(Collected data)
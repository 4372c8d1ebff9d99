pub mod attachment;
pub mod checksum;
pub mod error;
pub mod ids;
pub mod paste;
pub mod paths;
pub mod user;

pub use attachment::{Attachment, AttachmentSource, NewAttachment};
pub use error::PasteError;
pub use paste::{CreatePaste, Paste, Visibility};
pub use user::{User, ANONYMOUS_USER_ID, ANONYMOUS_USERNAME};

**Exercise brief**
With nothing omitted, set down all of the records again.

**Answer box**
repository 4372c8d1ebff9d99
pub mod attachment;
pub mod checksum;
pub mod error;
pub mod ids;
pub mod paste;
pub mod paths;
pub mod user;

pub use attachment::{Attachment, AttachmentSource, NewAttachment};
pub use error::PasteError;
pub use paste::{CreatePaste, Paste, Visibility};
pub use user::{User, ANONYMOUS_USER_ID, ANONYMOUS_USERNAME};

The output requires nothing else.